Feature photo: Photo by Tumisu.
Domestic violence cases in Acadiana continue to rise during COVID-19, forcing some victims to seek counseling while others may adapt to the abuse.
Melissa Bowen, a licensed professional counselor and supervisor, said her colleagues in the psychiatric community have reported and discussed the rise in domestic violence cases among other mental illnesses during the COVID-19 period. She said she felt the psychiatric community in Acadiana “pivoted quickly” during COVID-19 and “rallied to meet the demand” of clients seeking help during and after quarantine.

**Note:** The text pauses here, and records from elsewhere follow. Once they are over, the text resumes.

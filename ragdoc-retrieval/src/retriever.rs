use async_trait::async_trait;
use ragdoc_core::{Embedding, MetadataFilter, SearchResult, VectorStore};

use crate::{BaseRetriever, RetrievalError};

pub struct Retriever<E, S> {
    embedder: E,
    store: S,
}

impl<E, S> Retriever<E, S>
where
    E: Embedding,
    S: VectorStore,
{
    pub fn new(embedder: E, store: S) -> Self {
        Self { embedder, store }
    }
}

#[async_trait]
impl<E, S> BaseRetriever for Retriever<E, S>
where
    E: Embedding + Send + Sync,
    S: VectorStore + Send + Sync,
{
    async fn retrieve(
        &self,
        query: &str,
        top_k: usize,
        filter: Option<&MetadataFilter>,
    ) -> Result<Vec<SearchResult>, RetrievalError> {
        let embedding = self.embedder.embed(query).await?;
        let results = self.store.search(&embedding, top_k, filter).await?;
        tracing::debug!(top_k, returned = results.len(), "retrieved documents");
        Ok(results)
    }
}
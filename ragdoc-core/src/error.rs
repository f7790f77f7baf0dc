use std::{error::Error as StdError, fmt, time::Duration};

use thiserror::Error;

#[derive(Debug, Error)]
pub enum RagdocError {
    #[error("Document error: {0}")]
    Document(#[from] DocumentError),
    #[error("Formatter configuration error: {0}")]
    FormatterConfig(#[from] FormatterConfigError),
    #[error("Embedding failed: {0}")]
    Embedding(#[from] EmbeddingError),
    #[error("Store failed: {0}")]
    Store(#[from] StoreError),
    #[error("Serialization/deserialization error: {0}")]
    Serde(#[from] serde_json::Error),
}

#[derive(Debug, Clone, PartialEq, Eq, Error)]
pub enum DocumentError {
    #[error("id must not be null or empty")]
    EmptyId,
    #[error("metadata key must not be empty")]
    EmptyMetadataKey,
    #[error("metadata value for key '{key}' must not be null")]
    NullMetadataValue { key: String },
}

#[derive(Debug, Clone, PartialEq, Eq, Error)]
pub enum FormatterConfigError {
    #[error("{field} must not be empty")]
    EmptyTemplate { field: &'static str },
}

#[derive(Debug)]
pub enum EmbeddingError {
    InvalidResponse(String),
    RateLimited { retry_after: Option<Duration> },
    Timeout(Duration),
    Provider(String),
    Other(Box<dyn StdError + Send + Sync>),
}

impl fmt::Display for EmbeddingError {
    fn fmt(&self, f: &mut fmt::Formatter<'_>) -> fmt::Result {
        match self {
            EmbeddingError::InvalidResponse(message) => {
                write!(f, "Embedding invalid response: {message}")
            }
            EmbeddingError::RateLimited { retry_after } => match retry_after {
                Some(duration) => write!(f, "Embedding rate limited (retry_after={duration:?})"),
                None => write!(f, "Embedding rate limited (retry_after=unknown)"),
            },
            EmbeddingError::Timeout(duration) => write!(f, "Embedding timeout after {duration:?}"),
            EmbeddingError::Provider(message) => write!(f, "Embedding provider error: {message}"),
            EmbeddingError::Other(error) => write!(f, "Embedding error: {error}"),
        }
    }
}

impl StdError for EmbeddingError {
    fn source(&self) -> Option<&(dyn StdError + 'static)> {
        match self {
            EmbeddingError::Other(error) => Some(error.as_ref()),
            _ => None,
        }
    }
}

#[derive(Debug, Error)]
pub enum StoreError {
    #[error("dimension mismatch: expected {expected}, got {got}")]
    DimensionMismatch { expected: usize, got: usize },
    #[error("document '{id}' is missing embedding")]
    MissingEmbedding { id: String },
    #[error("Store error: {0}")]
    Internal(#[source] Box<dyn StdError + Send + Sync>),
}
// Import commonly used types with: `use ragdoc_core::prelude::*;`

pub use crate::{
    ContentFormatter, DefaultContentFormatter, Document, DocumentBuilder, DocumentError,
    Embedding, IdGenerator, Media, MediaContent, Metadata, MetadataFilter, MetadataMode,
    RandomIdGenerator, SearchResult, Sha256IdGenerator, Value, VectorStore,
};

“I think we’re going to be seeing a lot of consequences of our [COVID-19] season that we don’t know what to expect yet,” Bowen said.
According to Bowen, the increase in domestic violence cases is due to people being unable to leave their homes during quarantine. She said victims may have been stuck at home with their abuser and without resources.
As someone who witnessed domestic abuse in his community growing up, Lafayette Parish councilman Abraham “AB” Rubin Jr. seeks to educate and raise awareness about domestic violence in Acadiana.
“There is not enough awareness. No one wants to talk about what’s happening behind closed doors until someone dies,” Rubin said, “[Change] starts with an idea and a conversation, then we figure [out] what we can do about that.”
Bowen suggests keeping an eye out for those around you when it comes to domestic abuse.
“Look for changes in personality and demeanor, and that goes for any mental health crisis in the people you relate to. Notice things about them,” Bowen said, “Give people the safe space to talk and open up.”
“If you have a concern, then ask. Don’t be afraid of the awkward questions,” Bowen said.
According to Rubin, abuse victims are in “uncharted waters” and may have trouble reaching out for professional or personal help because they never encountered an abusive situation and cannot recognize it as abuse.
While victims become masterful at hiding signs of abuse, abusers are masterful at cutting off the emotional support for the victim and destroying the victim’s sense of self, according to Bowen. She said the impulse domestic violence abusers feel to blame and hurt a loved one is internal.
“[Abusers] were never taught how to understand, regulate or identify their own emotions, so it gets projected in the worst ways to the people in their lives,” Bowen said, “It could be them acting out trauma they experienced as a child. It’s what they knew so it’s a pattern they are repeating.”
According to Bowen, abusers will often not know their behavior is abusive.
“It’s challenging to find what will be the wake-up call for someone to wake up to the destruction of those choices. A lot of times its legal ramifications or boundaries set by the family. They need some kind of wake-up call that the way they are responding to a loved one, whether it’s physical, sexual or emotional abuse is inappropriate.”
Rubin said legal ramifications are what police consider to be a “good wake-up call”. People arrested for domestic violence are typically held for 48 hours, then released, according to the councilman. He said “the part after the 48 hours” is what he worries about. Officers on the scene will offer the victim options but it is ultimately up to the victim to pursue them. Bowen said she has not lost faith that some abusive relationships can be repaired under certain conditions.
“Once that gate is open, it makes it easier to [perform the abuse] again if not addressed immediately by both parties,” Bowen said, “If the abuser can take full responsibility for their actions, acknowledge the inappropriateness of their actions and show repeated patterns of choosing healthy positive interactions [the relationship could be repaired].”
After abuse has taken place, a repaired relationship is determined by how safe the relationship is and if trust between partners is possible, according to Bowen.
“Both parties have to be honest and accountable,” Bowen said.
Bowen said, as a victim of an emotionally abusive relationship, she had to first acknowledge the abuse for herself. She implores other victims to seek help and said it can be anonymous or confidential.
“There is help out there. There is therapeutic support or group support where you will, at least, not feel alone in your circumstances. It’s not like everyone is going to say ‘let’s get you out of there’ or ‘confront your abuser’ because that’s the scariest thing. There is support out there. Find it in the safest manner you can,” Bowen said.
If you are a victim of domestic violence call the 24-hour, toll-free Louisiana Domestic Violence Hotline 1-888-411-1333 or 911 for an emergency.